(Saved data entries)
_ _ _ _ _
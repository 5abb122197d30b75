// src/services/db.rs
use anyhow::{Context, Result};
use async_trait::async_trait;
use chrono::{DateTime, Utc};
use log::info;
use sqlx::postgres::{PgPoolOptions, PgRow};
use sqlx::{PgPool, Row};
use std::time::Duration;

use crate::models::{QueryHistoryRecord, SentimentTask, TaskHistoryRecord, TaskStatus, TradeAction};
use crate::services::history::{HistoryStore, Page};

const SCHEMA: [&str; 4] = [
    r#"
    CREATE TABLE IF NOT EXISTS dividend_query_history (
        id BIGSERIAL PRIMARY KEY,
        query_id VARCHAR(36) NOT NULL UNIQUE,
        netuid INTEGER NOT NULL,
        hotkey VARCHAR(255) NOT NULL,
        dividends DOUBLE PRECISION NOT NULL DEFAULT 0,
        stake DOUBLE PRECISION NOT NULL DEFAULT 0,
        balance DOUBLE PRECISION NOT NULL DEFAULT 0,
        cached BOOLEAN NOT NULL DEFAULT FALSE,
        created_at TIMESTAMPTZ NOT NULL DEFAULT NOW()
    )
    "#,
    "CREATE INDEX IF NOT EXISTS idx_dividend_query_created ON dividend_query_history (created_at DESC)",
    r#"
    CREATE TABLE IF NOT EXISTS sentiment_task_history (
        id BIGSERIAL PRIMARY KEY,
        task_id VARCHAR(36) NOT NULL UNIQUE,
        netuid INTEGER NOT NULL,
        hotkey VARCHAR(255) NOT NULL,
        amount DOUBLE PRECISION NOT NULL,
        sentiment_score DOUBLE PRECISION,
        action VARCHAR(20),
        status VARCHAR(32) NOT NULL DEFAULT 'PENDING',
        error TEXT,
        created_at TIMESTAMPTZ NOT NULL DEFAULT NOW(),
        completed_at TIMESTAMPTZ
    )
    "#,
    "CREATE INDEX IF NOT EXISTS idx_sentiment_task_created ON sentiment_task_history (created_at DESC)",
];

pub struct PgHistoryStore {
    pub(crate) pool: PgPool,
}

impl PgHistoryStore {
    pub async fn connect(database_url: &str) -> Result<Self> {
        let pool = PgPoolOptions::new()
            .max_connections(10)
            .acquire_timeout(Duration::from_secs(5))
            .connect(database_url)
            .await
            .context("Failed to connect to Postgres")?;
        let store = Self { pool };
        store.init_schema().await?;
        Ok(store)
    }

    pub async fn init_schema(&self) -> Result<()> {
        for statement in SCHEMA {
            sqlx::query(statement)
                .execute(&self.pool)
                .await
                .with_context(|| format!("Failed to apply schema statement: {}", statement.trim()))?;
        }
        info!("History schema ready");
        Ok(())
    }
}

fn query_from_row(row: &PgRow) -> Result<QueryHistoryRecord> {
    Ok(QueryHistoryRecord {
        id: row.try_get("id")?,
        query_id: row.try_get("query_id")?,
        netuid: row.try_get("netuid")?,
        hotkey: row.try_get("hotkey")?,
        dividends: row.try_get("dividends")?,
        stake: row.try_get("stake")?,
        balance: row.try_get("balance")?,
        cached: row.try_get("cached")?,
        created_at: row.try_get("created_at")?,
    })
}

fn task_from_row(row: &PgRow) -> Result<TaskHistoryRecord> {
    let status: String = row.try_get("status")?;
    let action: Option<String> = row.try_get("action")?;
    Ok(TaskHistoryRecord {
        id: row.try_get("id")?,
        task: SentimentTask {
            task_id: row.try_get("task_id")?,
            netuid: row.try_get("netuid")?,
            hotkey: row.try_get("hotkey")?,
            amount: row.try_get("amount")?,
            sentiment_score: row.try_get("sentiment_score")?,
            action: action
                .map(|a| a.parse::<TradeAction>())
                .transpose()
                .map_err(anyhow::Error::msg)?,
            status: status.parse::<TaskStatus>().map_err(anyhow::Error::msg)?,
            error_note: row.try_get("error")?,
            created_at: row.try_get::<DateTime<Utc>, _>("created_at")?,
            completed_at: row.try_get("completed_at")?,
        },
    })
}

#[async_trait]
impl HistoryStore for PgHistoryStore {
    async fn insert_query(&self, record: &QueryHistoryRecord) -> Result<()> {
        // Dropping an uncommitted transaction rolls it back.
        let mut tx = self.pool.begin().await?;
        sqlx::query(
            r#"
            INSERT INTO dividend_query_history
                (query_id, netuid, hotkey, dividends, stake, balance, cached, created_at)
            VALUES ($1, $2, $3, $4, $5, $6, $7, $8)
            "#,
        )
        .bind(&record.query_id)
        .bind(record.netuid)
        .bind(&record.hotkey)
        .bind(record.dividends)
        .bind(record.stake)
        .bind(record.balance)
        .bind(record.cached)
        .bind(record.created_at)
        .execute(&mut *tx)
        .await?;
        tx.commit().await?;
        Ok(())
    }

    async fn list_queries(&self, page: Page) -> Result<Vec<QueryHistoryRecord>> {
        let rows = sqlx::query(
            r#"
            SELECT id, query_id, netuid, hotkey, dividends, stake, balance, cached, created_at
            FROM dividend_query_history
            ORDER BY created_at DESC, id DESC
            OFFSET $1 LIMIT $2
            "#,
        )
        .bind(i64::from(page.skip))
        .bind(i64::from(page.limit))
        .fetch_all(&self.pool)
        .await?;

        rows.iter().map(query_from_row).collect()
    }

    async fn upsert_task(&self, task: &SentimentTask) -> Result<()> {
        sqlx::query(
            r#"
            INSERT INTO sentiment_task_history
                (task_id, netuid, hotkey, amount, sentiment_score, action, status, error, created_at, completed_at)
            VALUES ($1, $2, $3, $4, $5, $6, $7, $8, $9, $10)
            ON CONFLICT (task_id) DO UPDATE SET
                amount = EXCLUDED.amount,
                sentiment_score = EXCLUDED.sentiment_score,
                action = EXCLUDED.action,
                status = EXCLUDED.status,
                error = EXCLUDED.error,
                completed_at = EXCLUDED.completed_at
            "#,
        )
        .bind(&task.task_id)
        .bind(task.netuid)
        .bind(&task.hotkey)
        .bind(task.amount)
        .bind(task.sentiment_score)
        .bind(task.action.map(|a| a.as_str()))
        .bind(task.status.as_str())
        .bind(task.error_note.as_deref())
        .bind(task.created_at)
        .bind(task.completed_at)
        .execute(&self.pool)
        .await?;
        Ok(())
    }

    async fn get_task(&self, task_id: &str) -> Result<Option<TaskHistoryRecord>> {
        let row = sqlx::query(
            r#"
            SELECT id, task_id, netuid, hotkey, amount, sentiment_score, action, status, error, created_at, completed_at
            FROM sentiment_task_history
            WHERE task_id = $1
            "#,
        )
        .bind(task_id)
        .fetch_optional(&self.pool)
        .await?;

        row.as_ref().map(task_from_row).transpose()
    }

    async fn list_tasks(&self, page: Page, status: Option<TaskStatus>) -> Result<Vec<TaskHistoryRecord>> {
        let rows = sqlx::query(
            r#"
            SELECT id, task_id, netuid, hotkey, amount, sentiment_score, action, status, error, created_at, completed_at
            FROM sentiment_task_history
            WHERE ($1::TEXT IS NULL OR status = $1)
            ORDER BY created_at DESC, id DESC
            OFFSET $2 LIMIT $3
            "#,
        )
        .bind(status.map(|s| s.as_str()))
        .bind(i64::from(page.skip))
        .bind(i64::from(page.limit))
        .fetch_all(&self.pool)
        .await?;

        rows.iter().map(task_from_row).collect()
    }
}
_ _ _ _ _
ACTION ITEM: Quote exactly the stretch of lines above that starts at the first one and ends at the line with "use std::time::Duration;", and nothing beyond it.

SOLUTION TO THIS PROBLEM:
repository 5abb122197d30b75
// src/services/db.rs
use anyhow::{Context, Result};
use async_trait::async_trait;
use chrono::{DateTime, Utc};
use log::info;
use sqlx::postgres::{PgPoolOptions, PgRow};
use sqlx::{PgPool, Row};
use std::time::Duration;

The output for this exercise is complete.